> Your assignment
Please print every record that follows, keeping each one exactly as it is.

> Supplied data
//! Session lifecycle: login, registration, guest provisioning, upgrade,
//! token persistence, and the expired-guest sweep.

use crate::guest::{guest_access_decision, GuestCredentials, GuestDecision, UpgradeRequest};
use crate::{validate_upgrade, SessionError, SessionResult, MIN_PASSWORD_LEN};
use aliens_backend::records::{self, ListResult, UserRecord};
use aliens_backend::{
    filter_and, filter_eq, filter_lt, multipart, AuthToken, BackendError, ListQuery,
    PocketBaseClient,
};
use aliens_types::Profile;
use chrono::{DateTime, Utc};
use std::fs;
use std::path::PathBuf;
use std::sync::Arc;
use std::time::Duration;
use tokio::sync::{broadcast, Mutex, RwLock};
use tokio::time::MissedTickBehavior;

/// Session state changes fanned out to subscribers.
#[derive(Debug, Clone)]
pub enum SessionEvent {
    LoggedIn(Profile),
    LoggedOut,
    /// A guest session passed its expiry and was dropped locally.
    GuestExpired,
}

/// New permanent-account registration request.
#[derive(Debug, Clone)]
pub struct RegisterRequest {
    pub email: String,
    pub password: String,
    pub password_confirm: String,
    pub name: String,
    /// Optional avatar, sent as a multipart upload with the record.
    pub avatar: Option<AvatarUpload>,
}

/// An avatar image to upload alongside a profile update.
#[derive(Debug, Clone)]
pub struct AvatarUpload {
    pub filename: String,
    pub bytes: Vec<u8>,
}

/// Partial profile update. `None` fields are left untouched.
#[derive(Debug, Clone, Default)]
pub struct ProfileUpdate {
    pub name: Option<String>,
    pub bio: Option<String>,
    pub native_languages: Option<Vec<String>>,
    pub learning_languages: Option<Vec<String>>,
    pub age: Option<u32>,
    pub country: Option<String>,
    pub city: Option<String>,
    pub interests: Option<Vec<String>>,
    pub avatar: Option<AvatarUpload>,
}

/// Format a datetime the way the backend stores them.
pub fn backend_timestamp(dt: DateTime<Utc>) -> String {
    dt.format("%Y-%m-%d %H:%M:%S%.3fZ").to_string()
}

/// Owns the authenticated identity and every operation that changes it.
///
/// Intended to live behind an `Arc` shared by the stores and the CLI. All
/// guest provisioning goes through one async mutex so concurrent
/// `ensure_guest_access` calls cannot create duplicate accounts.
pub struct SessionManager {
    client: Arc<PocketBaseClient>,
    verbose_auth_errors: bool,
    session_file: Option<PathBuf>,
    state: RwLock<Option<Profile>>,
    /// Password of the currently provisioned guest, needed as `oldPassword`
    /// when the account is upgraded.
    guest_password: RwLock<Option<String>>,
    guest_gate: Mutex<()>,
    event_tx: broadcast::Sender<SessionEvent>,
}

> Solution to this problem
//! Session lifecycle: login, registration, guest provisioning, upgrade,
//! token persistence, and the expired-guest sweep.

use crate::guest::{guest_access_decision, GuestCredentials, GuestDecision, UpgradeRequest};
use crate::{validate_upgrade, SessionError, SessionResult, MIN_PASSWORD_LEN};
use aliens_backend::records::{self, ListResult, UserRecord};
use aliens_backend::{
    filter_and, filter_eq, filter_lt, multipart, AuthToken, BackendError, ListQuery,
    PocketBaseClient,
};
use aliens_types::Profile;
use chrono::{DateTime, Utc};
use std::fs;
use std::path::PathBuf;
use std::sync::Arc;
use std::time::Duration;
use tokio::sync::{broadcast, Mutex, RwLock};
use tokio::time::MissedTickBehavior;

/// Session state changes fanned out to subscribers.
#[derive(Debug, Clone)]
pub enum SessionEvent {
    LoggedIn(Profile),
    LoggedOut,
    /// A guest session passed its expiry and was dropped locally.
    GuestExpired,
}

/// New permanent-account registration request.
#[derive(Debug, Clone)]
pub struct RegisterRequest {
    pub email: String,
    pub password: String,
    pub password_confirm: String,
    pub name: String,
    /// Optional avatar, sent as a multipart upload with the record.
    pub avatar: Option<AvatarUpload>,
}

/// An avatar image to upload alongside a profile update.
#[derive(Debug, Clone)]
pub struct AvatarUpload {
    pub filename: String,
    pub bytes: Vec<u8>,
}

/// Partial profile update. `None` fields are left untouched.
#[derive(Debug, Clone, Default)]
pub struct ProfileUpdate {
    pub name: Option<String>,
    pub bio: Option<String>,
    pub native_languages: Option<Vec<String>>,
    pub learning_languages: Option<Vec<String>>,
    pub age: Option<u32>,
    pub country: Option<String>,
    pub city: Option<String>,
    pub interests: Option<Vec<String>>,
    pub avatar: Option<AvatarUpload>,
}

/// Format a datetime the way the backend stores them.
pub fn backend_timestamp(dt: DateTime<Utc>) -> String {
    dt.format("%Y-%m-%d %H:%M:%S%.3fZ").to_string()
}

/// Owns the authenticated identity and every operation that changes it.
///
/// Intended to live behind an `Arc` shared by the stores and the CLI. All
/// guest provisioning goes through one async mutex so concurrent
/// `ensure_guest_access` calls cannot create duplicate accounts.
pub struct SessionManager {
    client: Arc<PocketBaseClient>,
    verbose_auth_errors: bool,
    session_file: Option<PathBuf>,
    state: RwLock<Option<Profile>>,
    /// Password of the currently provisioned guest, needed as `oldPassword`
    /// when the account is upgraded.
    guest_password: RwLock<Option<String>>,
    guest_gate: Mutex<()>,
    event_tx: broadcast::Sender<SessionEvent>,
}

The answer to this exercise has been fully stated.